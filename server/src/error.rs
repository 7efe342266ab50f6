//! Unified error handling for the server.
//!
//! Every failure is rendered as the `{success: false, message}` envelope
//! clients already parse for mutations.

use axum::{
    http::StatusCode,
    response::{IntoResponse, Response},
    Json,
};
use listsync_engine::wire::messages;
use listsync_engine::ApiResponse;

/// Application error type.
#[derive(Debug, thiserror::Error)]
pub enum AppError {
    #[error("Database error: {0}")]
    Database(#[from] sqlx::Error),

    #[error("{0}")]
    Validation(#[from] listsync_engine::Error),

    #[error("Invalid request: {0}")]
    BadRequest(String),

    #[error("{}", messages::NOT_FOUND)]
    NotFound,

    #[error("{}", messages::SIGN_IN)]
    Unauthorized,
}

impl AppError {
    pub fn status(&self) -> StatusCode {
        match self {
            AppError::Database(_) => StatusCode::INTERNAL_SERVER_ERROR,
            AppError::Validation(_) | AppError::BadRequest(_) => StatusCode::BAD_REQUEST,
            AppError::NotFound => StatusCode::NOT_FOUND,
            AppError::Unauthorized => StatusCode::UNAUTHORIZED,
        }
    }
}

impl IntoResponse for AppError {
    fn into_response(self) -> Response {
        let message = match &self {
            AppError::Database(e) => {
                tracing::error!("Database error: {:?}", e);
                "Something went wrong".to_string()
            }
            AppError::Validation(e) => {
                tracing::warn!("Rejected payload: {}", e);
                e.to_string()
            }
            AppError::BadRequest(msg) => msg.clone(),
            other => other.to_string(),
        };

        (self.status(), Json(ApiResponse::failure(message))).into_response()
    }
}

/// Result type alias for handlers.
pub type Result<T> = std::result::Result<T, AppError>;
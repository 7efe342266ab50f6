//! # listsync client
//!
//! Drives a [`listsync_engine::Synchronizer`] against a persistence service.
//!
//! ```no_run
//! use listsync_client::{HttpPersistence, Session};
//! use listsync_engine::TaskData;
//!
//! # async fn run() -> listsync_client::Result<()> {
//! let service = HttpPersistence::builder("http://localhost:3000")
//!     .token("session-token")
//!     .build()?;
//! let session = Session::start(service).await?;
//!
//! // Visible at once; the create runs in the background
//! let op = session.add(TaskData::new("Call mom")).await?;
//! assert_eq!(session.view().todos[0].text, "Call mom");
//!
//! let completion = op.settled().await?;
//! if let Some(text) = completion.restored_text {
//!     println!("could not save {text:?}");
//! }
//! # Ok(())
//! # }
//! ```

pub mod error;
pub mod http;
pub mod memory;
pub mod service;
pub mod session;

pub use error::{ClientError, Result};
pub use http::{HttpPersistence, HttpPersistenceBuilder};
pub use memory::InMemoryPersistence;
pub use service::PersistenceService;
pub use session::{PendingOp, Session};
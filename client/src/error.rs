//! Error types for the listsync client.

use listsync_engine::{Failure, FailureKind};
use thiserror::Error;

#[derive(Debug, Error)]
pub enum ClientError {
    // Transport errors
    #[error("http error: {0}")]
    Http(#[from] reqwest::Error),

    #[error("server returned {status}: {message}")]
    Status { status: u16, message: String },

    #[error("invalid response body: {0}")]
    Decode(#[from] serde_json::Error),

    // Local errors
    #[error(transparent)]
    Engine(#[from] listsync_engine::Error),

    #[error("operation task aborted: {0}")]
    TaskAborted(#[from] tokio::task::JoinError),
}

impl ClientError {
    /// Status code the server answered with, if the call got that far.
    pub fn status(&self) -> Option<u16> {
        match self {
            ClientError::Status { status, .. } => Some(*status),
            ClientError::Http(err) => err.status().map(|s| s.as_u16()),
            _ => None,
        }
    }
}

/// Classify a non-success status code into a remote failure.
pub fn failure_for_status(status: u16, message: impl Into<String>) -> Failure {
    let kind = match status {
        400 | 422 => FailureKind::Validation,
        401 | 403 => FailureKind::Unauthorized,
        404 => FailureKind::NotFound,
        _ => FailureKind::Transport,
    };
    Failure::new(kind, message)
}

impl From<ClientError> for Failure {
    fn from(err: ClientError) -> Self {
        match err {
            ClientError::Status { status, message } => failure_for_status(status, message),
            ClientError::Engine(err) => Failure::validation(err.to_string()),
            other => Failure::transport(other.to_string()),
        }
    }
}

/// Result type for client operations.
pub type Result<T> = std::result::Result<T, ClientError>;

___

- _Assignment_
Wherever the string "await" shows up in the material, copy the line that holds it.

- _Written solution_
//! let session = Session::start(service).await?;
//! let op = session.add(TaskData::new("Call mom")).await?;
//! let completion = op.settled().await?;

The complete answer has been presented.